Si bien en un sexenio se convirtió en el narrador que
Uruguay había aguardado durante medio siglo, para él
no era suficiente. Fuera de las cuestiones uruguayas su identidad estaba incompleta, por eso
cuando en 1895 la juventud nacionalista reclamó su presencia
en Montevideo, dejó en Argentina a su mujer y sus siete
hijos (la
menor, Elsa, acababa de nacer) y se entregó entero a cumplir
con su carácter. "Se me respeta aún más
de lo que yo me imaginaba", le escribe, eufórico,
a su lejana esposa el 28 de julio del 95, a diez días
de hacerse cargo de la dirección de El Nacional (Galmés, 1979:
30).
En apariencia durante esa etapa uruguaya que se extiende hasta
1903, por ausencia de tiempo y calma Acevedo Díaz dejó
en un segundo plano la labor literaria que antes había
encarado con disciplina febril. En esa época, cuando su
vida oscila entre el brillante apogeo y la violenta quiebra,
está abocado al periodismo de ideas y de batalla, a la
reorganización del Partido Nacional, al desempeño
de cargos legislativos y hasta se entrevera en una campaña
militar en las cuchillas (1897).
Sin embargo, según lo demuestra el relevamiento de su
trabajo en la prensa periódica, corresponde puntualizar
que hizo y rehizo mucha literatura.(2) En el conjunto dominan los
relatos ciudadanos de asunto sentimental y ninguno se sitúa
en el período artiguista ni en las luchas independentistas.
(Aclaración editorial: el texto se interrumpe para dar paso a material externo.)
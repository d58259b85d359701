use alloy::network::{EthereumWallet, TransactionBuilder};
use alloy::signers::local::PrivateKeySigner;
use alloy::sol_types::SolCall;
use alloy_primitives::{Address, B256, U256};
use anyhow::Result;
use chrono::Utc;
use std::collections::BTreeMap;
use std::sync::Arc;
use tracing::{debug, error, info, warn};

use super::{IEntryPoint, UserOpMessage, parse_transfer};
use crate::error::{ChainError, ProcessError};
use crate::queue::{Message, Payload, Processor};
use crate::repository::{Database, SponsorRepository, Transfer, TransferRepository, TransferStatus};
use crate::rpc::ChainClient;

/// Resolves the signing key that pays for a paymaster's operations.
pub trait SponsorStore: Send + Sync + 'static {
    fn get_sponsor(&self, paymaster: &Address) -> Result<Option<String>>;
}

impl SponsorStore for SponsorRepository {
    fn get_sponsor(&self, paymaster: &Address) -> Result<Option<String>> {
        SponsorRepository::get_sponsor(self, paymaster)
    }
}

type Provisional = Vec<(TransferRepository, B256)>;

/// Bundles queued user operations into one `handleOps` transaction per
/// entry point.
pub struct UserOpDispatcher<C: ChainClient, S: SponsorStore> {
    client: Arc<C>,
    sponsors: S,
    db: Database,
}

impl<C: ChainClient, S: SponsorStore> UserOpDispatcher<C, S> {
    pub fn new(client: Arc<C>, sponsors: S, db: Database) -> Self {
        Self { client, sponsors, db }
    }

    async fn submit_group(
        &self,
        entry_point: Address,
        ops: &[&UserOpMessage],
    ) -> Result<B256, ProcessError> {
        let first = ops
            .first()
            .ok_or_else(|| ProcessError::InvalidPayload("empty group".to_string()))?;

        let key = self
            .sponsors
            .get_sponsor(&first.paymaster)
            .map_err(|e| ProcessError::Sponsor(e.to_string()))?
            .ok_or_else(|| {
                ProcessError::Sponsor(format!("no sponsor for paymaster {:?}", first.paymaster))
            })?;
        let signer: PrivateKeySigner = key
            .trim()
            .parse()
            .map_err(|e| ProcessError::Signing(format!("invalid sponsor key: {}", e)))?;
        let sponsor = signer.address();

        let nonce = self
            .client
            .nonce_at(sponsor)
            .await
            .map_err(|e| ProcessError::Submission(e.to_string()))?;

        let call = IEntryPoint::handleOpsCall {
            ops: ops.iter().map(|m| (&m.user_op).into()).collect(),
            beneficiary: sponsor,
        };
        let request = self
            .client
            .new_tx(sponsor, entry_point, call.abi_encode().into(), nonce)
            .await
            .map_err(|e| ProcessError::Submission(e.to_string()))?;

        let wallet = EthereumWallet::from(signer);
        let envelope = request
            .build(&wallet)
            .await
            .map_err(|e| ProcessError::Signing(e.to_string()))?;

        let provisional = self.insert_provisional(entry_point, ops)?;

        match self.client.send_transaction(envelope).await {
            Ok(tx_hash) => {
                // broadcast already happened, a store error must not fail the group
                for (repo, hash) in &provisional {
                    if let Err(e) = repo.set_status(hash, TransferStatus::Pending) {
                        error!("Failed to mark transfer {:?} as pending: {}", hash, e);
                    }
                }
                info!(
                    "Submitted {} user operation(s) to {:?} in {:?}",
                    ops.len(),
                    entry_point,
                    tx_hash
                );
                self.watch_mining(tx_hash, provisional);
                Ok(tx_hash)
            }
            Err(ChainError::InsufficientFunds(e)) => {
                // kept so the operator can see what is stuck behind the top-up
                for (repo, hash) in &provisional {
                    if let Err(e) = repo.set_status(hash, TransferStatus::Fail) {
                        error!("Failed to mark transfer {:?} as failed: {}", hash, e);
                    }
                }
                Err(ProcessError::InsufficientFunds(format!("{:?}: {}", sponsor, e)))
            }
            Err(e) => {
                rollback(&provisional);
                Err(ProcessError::Submission(e.to_string()))
            }
        }
    }

    fn insert_provisional(
        &self,
        entry_point: Address,
        ops: &[&UserOpMessage],
    ) -> Result<Provisional, ProcessError> {
        let mut provisional = Vec::new();

        for op in ops {
            let Some(call) = parse_transfer(op.user_op.sender, &op.call_data) else {
                continue;
            };
            let hash = super::user_op_hash(&op.user_op, entry_point, op.chain_id);
            let transfer = Transfer {
                hash,
                tx_hash: None,
                token_id: U256::ZERO,
                created_at: Utc::now(),
                from_address: call.from,
                to_address: call.to,
                nonce: op.user_op.nonce,
                value: call.value,
                data: op.extra_data.clone(),
                status: TransferStatus::Sending,
            };

            let inserted = self
                .db
                .transfers(&call.contract)
                .and_then(|repo| repo.add_transfer(&transfer).map(|_| repo));
            match inserted {
                Ok(repo) => provisional.push((repo, hash)),
                Err(e) => {
                    rollback(&provisional);
                    return Err(ProcessError::Store(e.to_string()));
                }
            }
        }

        debug!("Inserted {} provisional transfer(s)", provisional.len());
        Ok(provisional)
    }

    fn watch_mining(&self, tx_hash: B256, provisional: Provisional) {
        if provisional.is_empty() {
            return;
        }
        let client = self.client.clone();
        tokio::spawn(async move {
            match client.wait_for_tx(tx_hash).await {
                Ok(true) => debug!("Transaction {:?} mined", tx_hash),
                Ok(false) => {
                    warn!(
                        "Transaction {:?} reverted, removing provisional transfers",
                        tx_hash
                    );
                    rollback(&provisional);
                }
                // may still mine, the scanner and bundler sync settle the rows
                Err(e) => warn!("Failed to await transaction {:?}: {}", tx_hash, e),
            }
        });
    }
}

fn rollback(provisional: &[(TransferRepository, B256)]) {
    for (repo, hash) in provisional {
        if let Err(e) = repo.remove_transfer(hash) {
            error!("Failed to remove provisional transfer {:?}: {}", hash, e);
        }
    }
}

impl<C: ChainClient, S: SponsorStore> Processor for UserOpDispatcher<C, S> {
    async fn process(&self, batch: Vec<Message>) -> Vec<(Message, ProcessError)> {
        let mut failed = Vec::new();
        let mut groups: BTreeMap<Address, Vec<Message>> = BTreeMap::new();

        for message in batch {
            let entry_point = match &message.payload {
                Payload::UserOp(op) => Some(op.entry_point),
                Payload::Raw(_) => None,
            };
            match entry_point {
                Some(entry_point) => groups.entry(entry_point).or_default().push(message),
                None => {
                    let reason = format!("message {} is not a user operation", message.id);
                    failed.push((message, ProcessError::InvalidPayload(reason)));
                }
            }
        }

        for (entry_point, messages) in groups {
            let ops: Vec<&UserOpMessage> = messages
                .iter()
                .filter_map(|m| match &m.payload {
                    Payload::UserOp(op) => Some(op.as_ref()),
                    Payload::Raw(_) => None,
                })
                .collect();

            if let Err(e) = self.submit_group(entry_point, &ops).await {
                warn!(
                    "Batch for entry point {:?} failed ({} message(s)): {}",
                    entry_point,
                    messages.len(),
                    e
                );
                failed.extend(messages.into_iter().map(|m| (m, e.clone())));
            }
        }

        failed
    }
}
En consecuencia, Acevedo Díaz sólo recreó
esta época mientras se hallaba desterrado y nunca en suelo
oriental.
Quizá lo hizo para expiar la nostalgia o porque tenía
que cimentar las bases de una nación fragmentada a la
que esforzaba por dar organicidad. Sea como fuere, desde su retorno
en 1895 el esclarecimiento del mito nacional podía esperar,
pues con los pies en su tierra quizá creía que
iba a concretar buena parte de la ilusión.
Notas:
Las citas de
las novelas del ciclo histórico provienen de los volúmenes
editados en Montevideo por la Biblioteca "Artigas",
Colección de Clásicos Uruguayos: Ismael, vol. 4,
1953. Nativa, vol. 53, 1964. Grito de gloria, vol. 54, 1964.
Lanza y sable, vol. 63, 1965.
2 I. Cuentos filiados a la estética romántica consagrada,
de asunto sentimental: "La hamaca de Luisa" (El Nacional,
III, Nº 737, 25/IX/1895; es el mismo relato que antes --y
después-- publicó con el título "Columpio");
"El molino del galgo" (El Nacional, Nos. 738, 739 y
740, 26 al 28/IX/1895; antes publicado, en versión reducida,
con el título "Una trilla"; reimpreso en La
Alborada en 1901). "El sentir de Elena" (El Nacional,
I, Nº 54, 19/XII/1897; antes divulgado como "Detalle
íntimo"); "Salve Dimora..." (El Nacional,
III, Nº 736, 24/IX/ 1895); "El picacho de la duna"
(El Nacional, IV, Nº 884, 22/III/1896; también en
La Alborada, Nº 140, 18/XI/1900); "Nidos y besos. Idilios
precoces" (El Nacional, V, Nº 906, 21/IV/1896); "Aurora
sin luz" (Rojo y Blanco, II, Nº 1, 1/I/1901); "Historias
íntimas. El mundo del egoísmo" (La Alborada,
VI, Nº 203, 2/II/1902); "Date Lilia..." (La Alborada,
VI, Nº 209, 16/III/1902) y "La dama ignota" (Página
Blanca, circa 1903).
II. Cuento político, sobre dos taitas en la época
de Santos y de Herrera y Obes: "Silvestre y Basilio"
(El Nacional, III, Nº 781, 16/XI/1895).
III. Cuentos y estampas de atmósfera rural. "Sin
lápida" (Rojo y Blanco, I, Nº 6, 22/VII/1900)
y "Pasajes del paisaje" (El Nacio-nal, VIII, Nº
2425, 1/I/1902).
IV. Cuentos de asunto histórico. "La cueva del tigre"
(La Albora-da, V, Nº 164, 5/V/1901; se trata de una versión
ficcional de la crónica "La boca del tigre",
publicada en La Epoca en 1890) y "El primer suplicio"
(La Alborada, V, Nº 153, 17/II/1901).